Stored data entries
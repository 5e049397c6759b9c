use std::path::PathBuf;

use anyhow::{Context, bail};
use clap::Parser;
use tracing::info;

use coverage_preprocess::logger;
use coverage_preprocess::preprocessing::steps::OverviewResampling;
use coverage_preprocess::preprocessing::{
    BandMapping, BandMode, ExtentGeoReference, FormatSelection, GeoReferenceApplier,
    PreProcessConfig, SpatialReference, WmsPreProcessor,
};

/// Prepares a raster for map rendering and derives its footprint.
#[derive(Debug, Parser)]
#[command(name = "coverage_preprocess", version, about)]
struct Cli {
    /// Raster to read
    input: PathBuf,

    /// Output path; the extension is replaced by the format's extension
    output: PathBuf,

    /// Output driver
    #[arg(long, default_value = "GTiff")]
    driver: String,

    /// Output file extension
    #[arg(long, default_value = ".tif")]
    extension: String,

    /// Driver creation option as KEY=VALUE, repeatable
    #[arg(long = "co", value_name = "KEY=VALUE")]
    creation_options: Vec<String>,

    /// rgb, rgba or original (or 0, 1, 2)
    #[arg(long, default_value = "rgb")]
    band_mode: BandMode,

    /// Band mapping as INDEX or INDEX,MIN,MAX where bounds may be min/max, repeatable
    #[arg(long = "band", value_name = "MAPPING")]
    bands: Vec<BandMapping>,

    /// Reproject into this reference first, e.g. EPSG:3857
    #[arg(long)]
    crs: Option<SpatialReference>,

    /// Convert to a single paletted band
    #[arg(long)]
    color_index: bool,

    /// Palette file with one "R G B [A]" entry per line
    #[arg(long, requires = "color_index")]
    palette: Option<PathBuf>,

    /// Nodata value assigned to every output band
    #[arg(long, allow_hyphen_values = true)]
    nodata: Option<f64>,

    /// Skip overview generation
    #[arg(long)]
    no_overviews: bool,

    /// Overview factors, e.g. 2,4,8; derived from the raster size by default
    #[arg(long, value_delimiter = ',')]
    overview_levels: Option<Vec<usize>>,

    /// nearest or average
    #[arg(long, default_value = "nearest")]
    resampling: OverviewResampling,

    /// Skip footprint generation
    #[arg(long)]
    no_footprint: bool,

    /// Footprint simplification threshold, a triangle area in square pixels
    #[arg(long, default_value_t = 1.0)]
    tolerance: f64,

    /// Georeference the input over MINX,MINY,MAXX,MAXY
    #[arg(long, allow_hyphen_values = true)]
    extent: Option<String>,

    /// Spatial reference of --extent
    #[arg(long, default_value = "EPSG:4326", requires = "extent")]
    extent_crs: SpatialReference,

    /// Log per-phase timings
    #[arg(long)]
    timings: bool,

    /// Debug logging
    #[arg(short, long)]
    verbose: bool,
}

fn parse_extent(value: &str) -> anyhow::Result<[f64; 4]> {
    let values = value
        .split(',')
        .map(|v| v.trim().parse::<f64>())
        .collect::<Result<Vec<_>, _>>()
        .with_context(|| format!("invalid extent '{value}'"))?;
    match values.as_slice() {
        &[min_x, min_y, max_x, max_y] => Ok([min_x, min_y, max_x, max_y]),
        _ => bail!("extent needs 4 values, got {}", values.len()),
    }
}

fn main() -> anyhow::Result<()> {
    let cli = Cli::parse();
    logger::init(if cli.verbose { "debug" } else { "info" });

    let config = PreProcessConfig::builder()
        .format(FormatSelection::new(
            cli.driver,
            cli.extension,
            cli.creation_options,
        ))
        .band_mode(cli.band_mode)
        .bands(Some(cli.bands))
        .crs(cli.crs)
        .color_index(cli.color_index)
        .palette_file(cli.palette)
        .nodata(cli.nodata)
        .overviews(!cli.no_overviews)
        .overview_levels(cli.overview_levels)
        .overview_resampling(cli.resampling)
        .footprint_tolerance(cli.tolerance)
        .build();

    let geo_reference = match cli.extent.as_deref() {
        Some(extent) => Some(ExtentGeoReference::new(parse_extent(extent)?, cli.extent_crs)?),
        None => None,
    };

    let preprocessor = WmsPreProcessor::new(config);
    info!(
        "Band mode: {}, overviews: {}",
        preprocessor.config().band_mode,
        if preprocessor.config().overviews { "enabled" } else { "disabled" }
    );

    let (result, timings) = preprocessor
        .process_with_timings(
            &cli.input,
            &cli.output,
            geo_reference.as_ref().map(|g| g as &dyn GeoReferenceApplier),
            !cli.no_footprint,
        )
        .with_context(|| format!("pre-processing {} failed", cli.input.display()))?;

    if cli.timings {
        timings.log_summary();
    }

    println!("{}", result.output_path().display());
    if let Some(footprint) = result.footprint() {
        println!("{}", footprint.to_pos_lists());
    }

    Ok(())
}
==
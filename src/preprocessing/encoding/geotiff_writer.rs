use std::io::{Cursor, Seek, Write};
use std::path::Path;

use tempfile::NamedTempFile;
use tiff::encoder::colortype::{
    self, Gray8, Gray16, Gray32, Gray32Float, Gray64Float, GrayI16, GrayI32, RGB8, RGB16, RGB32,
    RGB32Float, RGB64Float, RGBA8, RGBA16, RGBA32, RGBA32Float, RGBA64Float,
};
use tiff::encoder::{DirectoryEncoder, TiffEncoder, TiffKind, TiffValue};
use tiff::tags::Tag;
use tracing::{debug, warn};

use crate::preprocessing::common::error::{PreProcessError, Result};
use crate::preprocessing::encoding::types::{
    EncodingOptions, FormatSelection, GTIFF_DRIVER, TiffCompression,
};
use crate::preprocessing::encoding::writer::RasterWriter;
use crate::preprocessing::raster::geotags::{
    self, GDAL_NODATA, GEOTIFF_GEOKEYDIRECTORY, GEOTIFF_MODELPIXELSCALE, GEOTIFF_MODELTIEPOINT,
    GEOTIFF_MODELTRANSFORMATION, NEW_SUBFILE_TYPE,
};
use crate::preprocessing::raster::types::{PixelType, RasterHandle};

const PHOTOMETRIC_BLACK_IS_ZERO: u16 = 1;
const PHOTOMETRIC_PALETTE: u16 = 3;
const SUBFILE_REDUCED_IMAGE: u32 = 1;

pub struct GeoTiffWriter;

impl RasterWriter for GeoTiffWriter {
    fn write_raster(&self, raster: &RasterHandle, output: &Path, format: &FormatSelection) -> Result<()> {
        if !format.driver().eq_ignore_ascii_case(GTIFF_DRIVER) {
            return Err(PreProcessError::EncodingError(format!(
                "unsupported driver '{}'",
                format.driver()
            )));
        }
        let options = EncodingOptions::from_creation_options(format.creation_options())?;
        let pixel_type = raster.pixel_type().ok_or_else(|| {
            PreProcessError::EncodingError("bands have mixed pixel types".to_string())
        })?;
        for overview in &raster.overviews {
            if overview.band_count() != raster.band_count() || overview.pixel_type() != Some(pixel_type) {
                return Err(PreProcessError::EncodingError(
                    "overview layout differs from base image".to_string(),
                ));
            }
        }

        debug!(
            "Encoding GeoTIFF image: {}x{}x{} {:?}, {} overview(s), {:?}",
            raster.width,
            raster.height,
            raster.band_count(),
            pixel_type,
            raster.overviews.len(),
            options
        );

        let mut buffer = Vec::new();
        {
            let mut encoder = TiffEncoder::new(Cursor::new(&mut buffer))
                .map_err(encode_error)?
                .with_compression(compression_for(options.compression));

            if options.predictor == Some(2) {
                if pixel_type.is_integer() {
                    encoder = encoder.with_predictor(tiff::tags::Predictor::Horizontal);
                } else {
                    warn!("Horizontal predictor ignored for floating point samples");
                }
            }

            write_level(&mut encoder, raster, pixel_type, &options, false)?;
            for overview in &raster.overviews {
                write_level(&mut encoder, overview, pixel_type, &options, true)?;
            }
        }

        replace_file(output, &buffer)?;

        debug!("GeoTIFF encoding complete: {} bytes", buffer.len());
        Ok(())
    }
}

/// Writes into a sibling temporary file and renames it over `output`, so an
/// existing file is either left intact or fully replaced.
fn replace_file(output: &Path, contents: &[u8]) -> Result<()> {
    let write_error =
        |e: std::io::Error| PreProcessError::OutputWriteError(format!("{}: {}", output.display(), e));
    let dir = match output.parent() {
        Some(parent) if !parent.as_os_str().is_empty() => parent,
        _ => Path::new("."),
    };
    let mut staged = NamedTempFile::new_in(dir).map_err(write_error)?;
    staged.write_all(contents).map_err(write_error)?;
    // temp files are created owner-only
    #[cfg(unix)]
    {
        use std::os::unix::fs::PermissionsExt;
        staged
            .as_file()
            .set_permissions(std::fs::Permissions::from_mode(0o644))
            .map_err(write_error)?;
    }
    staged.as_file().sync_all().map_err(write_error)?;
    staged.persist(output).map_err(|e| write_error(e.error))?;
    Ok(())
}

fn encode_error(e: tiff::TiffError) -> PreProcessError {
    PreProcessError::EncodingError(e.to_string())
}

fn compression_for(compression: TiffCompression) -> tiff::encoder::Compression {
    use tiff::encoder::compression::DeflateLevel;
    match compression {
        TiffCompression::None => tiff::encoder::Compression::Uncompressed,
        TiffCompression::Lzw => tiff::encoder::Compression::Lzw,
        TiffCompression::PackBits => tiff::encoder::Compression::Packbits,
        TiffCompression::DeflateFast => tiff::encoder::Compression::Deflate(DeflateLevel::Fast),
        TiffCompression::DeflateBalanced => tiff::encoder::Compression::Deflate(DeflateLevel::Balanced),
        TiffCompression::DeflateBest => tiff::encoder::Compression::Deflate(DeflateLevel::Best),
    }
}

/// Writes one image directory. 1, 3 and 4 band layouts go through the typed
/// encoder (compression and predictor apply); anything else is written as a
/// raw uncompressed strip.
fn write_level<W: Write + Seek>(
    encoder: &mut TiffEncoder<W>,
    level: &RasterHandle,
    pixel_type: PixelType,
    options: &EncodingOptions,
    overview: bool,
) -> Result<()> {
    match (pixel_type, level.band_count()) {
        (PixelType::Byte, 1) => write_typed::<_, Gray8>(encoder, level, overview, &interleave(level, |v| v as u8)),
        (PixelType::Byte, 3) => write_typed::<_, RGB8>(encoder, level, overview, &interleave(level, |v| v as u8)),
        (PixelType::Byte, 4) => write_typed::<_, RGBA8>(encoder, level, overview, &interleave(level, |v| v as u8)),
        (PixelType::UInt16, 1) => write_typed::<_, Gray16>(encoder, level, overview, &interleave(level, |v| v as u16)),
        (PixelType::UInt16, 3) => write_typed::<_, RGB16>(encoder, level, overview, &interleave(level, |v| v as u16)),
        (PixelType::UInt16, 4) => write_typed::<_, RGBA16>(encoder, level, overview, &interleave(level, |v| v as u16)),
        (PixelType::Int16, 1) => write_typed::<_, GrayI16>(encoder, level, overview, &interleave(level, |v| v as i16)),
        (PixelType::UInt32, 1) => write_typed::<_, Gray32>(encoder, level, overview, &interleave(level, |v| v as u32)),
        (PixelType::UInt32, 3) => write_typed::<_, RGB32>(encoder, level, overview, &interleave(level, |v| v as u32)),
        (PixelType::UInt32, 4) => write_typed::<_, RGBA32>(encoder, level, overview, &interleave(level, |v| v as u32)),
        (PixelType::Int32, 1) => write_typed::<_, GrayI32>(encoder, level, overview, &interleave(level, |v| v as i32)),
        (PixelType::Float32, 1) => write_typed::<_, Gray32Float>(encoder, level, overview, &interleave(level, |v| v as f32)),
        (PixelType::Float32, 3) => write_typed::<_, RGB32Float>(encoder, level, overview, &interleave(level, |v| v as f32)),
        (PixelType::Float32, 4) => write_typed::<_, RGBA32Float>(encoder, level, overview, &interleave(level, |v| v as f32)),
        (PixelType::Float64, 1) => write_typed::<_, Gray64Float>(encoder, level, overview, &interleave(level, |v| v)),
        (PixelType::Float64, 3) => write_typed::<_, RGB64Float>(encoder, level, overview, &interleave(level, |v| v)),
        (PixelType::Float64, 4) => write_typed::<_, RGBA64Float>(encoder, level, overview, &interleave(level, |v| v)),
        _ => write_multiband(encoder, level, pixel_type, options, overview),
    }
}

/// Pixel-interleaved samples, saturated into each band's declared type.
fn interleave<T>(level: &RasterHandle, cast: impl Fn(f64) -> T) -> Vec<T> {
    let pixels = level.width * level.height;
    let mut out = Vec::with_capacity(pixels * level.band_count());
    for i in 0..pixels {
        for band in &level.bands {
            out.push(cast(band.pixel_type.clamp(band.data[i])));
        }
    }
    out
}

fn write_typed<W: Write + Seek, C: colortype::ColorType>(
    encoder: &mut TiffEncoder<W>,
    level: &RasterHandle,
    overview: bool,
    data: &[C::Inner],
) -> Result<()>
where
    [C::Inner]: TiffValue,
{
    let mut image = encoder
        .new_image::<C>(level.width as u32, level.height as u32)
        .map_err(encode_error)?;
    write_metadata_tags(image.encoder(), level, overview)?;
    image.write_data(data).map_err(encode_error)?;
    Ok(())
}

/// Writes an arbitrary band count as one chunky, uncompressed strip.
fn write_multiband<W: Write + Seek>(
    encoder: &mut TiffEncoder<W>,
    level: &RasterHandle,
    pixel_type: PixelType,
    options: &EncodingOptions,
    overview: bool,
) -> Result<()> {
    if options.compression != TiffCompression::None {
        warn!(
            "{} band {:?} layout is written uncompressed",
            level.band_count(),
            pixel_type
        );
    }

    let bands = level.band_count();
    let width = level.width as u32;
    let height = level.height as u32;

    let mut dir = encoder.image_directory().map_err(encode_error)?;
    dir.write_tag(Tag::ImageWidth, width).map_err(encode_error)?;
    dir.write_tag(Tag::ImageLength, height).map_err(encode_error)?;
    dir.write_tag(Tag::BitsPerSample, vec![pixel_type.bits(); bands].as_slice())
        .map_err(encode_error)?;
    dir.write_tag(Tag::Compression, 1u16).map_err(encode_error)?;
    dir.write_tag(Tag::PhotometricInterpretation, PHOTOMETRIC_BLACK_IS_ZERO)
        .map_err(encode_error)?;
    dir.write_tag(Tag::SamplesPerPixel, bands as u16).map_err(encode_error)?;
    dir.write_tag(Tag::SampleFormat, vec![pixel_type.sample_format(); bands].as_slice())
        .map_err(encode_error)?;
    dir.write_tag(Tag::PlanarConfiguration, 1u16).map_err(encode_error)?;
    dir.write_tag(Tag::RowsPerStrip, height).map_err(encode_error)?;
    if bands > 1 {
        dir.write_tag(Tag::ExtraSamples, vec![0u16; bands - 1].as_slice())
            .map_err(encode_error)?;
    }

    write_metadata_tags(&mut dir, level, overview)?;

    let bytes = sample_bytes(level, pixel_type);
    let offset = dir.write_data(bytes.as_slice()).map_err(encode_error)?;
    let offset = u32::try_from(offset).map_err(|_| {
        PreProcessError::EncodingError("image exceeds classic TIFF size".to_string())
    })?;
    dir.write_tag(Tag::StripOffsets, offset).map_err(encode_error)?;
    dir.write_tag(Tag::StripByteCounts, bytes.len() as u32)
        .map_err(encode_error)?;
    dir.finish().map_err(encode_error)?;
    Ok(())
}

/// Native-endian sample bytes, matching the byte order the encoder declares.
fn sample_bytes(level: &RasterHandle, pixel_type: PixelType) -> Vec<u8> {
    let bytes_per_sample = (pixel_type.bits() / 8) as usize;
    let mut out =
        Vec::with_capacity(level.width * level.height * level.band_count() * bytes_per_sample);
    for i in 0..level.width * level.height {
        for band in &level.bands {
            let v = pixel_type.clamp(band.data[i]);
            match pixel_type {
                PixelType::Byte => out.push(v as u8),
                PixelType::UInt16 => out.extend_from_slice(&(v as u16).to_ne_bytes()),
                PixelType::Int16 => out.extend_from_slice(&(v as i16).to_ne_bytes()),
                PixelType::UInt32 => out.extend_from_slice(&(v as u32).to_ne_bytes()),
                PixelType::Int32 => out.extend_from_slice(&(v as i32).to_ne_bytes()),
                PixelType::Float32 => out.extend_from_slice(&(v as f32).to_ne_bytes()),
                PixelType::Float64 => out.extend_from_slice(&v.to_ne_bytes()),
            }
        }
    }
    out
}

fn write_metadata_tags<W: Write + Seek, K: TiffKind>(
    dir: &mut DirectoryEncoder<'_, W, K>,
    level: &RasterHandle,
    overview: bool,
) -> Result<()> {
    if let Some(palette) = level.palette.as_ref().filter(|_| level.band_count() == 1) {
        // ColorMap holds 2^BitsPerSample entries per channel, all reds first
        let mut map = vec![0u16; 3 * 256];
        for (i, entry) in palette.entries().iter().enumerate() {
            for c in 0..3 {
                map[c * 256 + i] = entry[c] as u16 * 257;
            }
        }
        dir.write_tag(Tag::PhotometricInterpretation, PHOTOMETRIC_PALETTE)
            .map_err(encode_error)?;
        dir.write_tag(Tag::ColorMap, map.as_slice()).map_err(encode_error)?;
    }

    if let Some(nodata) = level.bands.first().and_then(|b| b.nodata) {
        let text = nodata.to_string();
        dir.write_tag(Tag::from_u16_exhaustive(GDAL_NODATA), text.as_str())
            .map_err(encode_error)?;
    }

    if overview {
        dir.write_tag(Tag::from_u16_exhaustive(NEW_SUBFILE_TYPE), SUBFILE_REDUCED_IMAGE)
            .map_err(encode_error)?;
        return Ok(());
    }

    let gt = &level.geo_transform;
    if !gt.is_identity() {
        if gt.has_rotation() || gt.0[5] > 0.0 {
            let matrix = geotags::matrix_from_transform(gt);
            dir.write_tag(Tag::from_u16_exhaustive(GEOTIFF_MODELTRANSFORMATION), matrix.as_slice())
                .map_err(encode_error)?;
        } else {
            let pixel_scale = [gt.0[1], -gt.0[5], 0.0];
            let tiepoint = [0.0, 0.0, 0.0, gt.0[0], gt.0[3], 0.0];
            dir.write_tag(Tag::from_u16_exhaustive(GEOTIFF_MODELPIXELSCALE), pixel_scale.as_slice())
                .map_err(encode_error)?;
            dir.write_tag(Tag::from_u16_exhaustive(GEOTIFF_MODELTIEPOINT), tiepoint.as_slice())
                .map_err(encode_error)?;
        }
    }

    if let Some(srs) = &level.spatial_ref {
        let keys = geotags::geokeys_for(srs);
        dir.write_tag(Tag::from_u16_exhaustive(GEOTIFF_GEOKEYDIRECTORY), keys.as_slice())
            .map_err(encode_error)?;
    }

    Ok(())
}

▸ **TRY IT**
Above are the entries. Copy exactly the part that opens with the line containing "repository 5e049397c6759b9c" and closes with the line containing "be min/max, repeatable", and no more.

▸ **RESPONSE AREA**
repository 5e049397c6759b9c
use std::path::PathBuf;

use anyhow::{Context, bail};
use clap::Parser;
use tracing::info;

use coverage_preprocess::logger;
use coverage_preprocess::preprocessing::steps::OverviewResampling;
use coverage_preprocess::preprocessing::{
    BandMapping, BandMode, ExtentGeoReference, FormatSelection, GeoReferenceApplier,
    PreProcessConfig, SpatialReference, WmsPreProcessor,
};

/// Prepares a raster for map rendering and derives its footprint.
#[derive(Debug, Parser)]
#[command(name = "coverage_preprocess", version, about)]
struct Cli {
    /// Raster to read
    input: PathBuf,

    /// Output path; the extension is replaced by the format's extension
    output: PathBuf,

    /// Output driver
    #[arg(long, default_value = "GTiff")]
    driver: String,

    /// Output file extension
    #[arg(long, default_value = ".tif")]
    extension: String,

    /// Driver creation option as KEY=VALUE, repeatable
    #[arg(long = "co", value_name = "KEY=VALUE")]
    creation_options: Vec<String>,

    /// rgb, rgba or original (or 0, 1, 2)
    #[arg(long, default_value = "rgb")]
    band_mode: BandMode,

    /// Band mapping as INDEX or INDEX,MIN,MAX where bounds may be min/max, repeatable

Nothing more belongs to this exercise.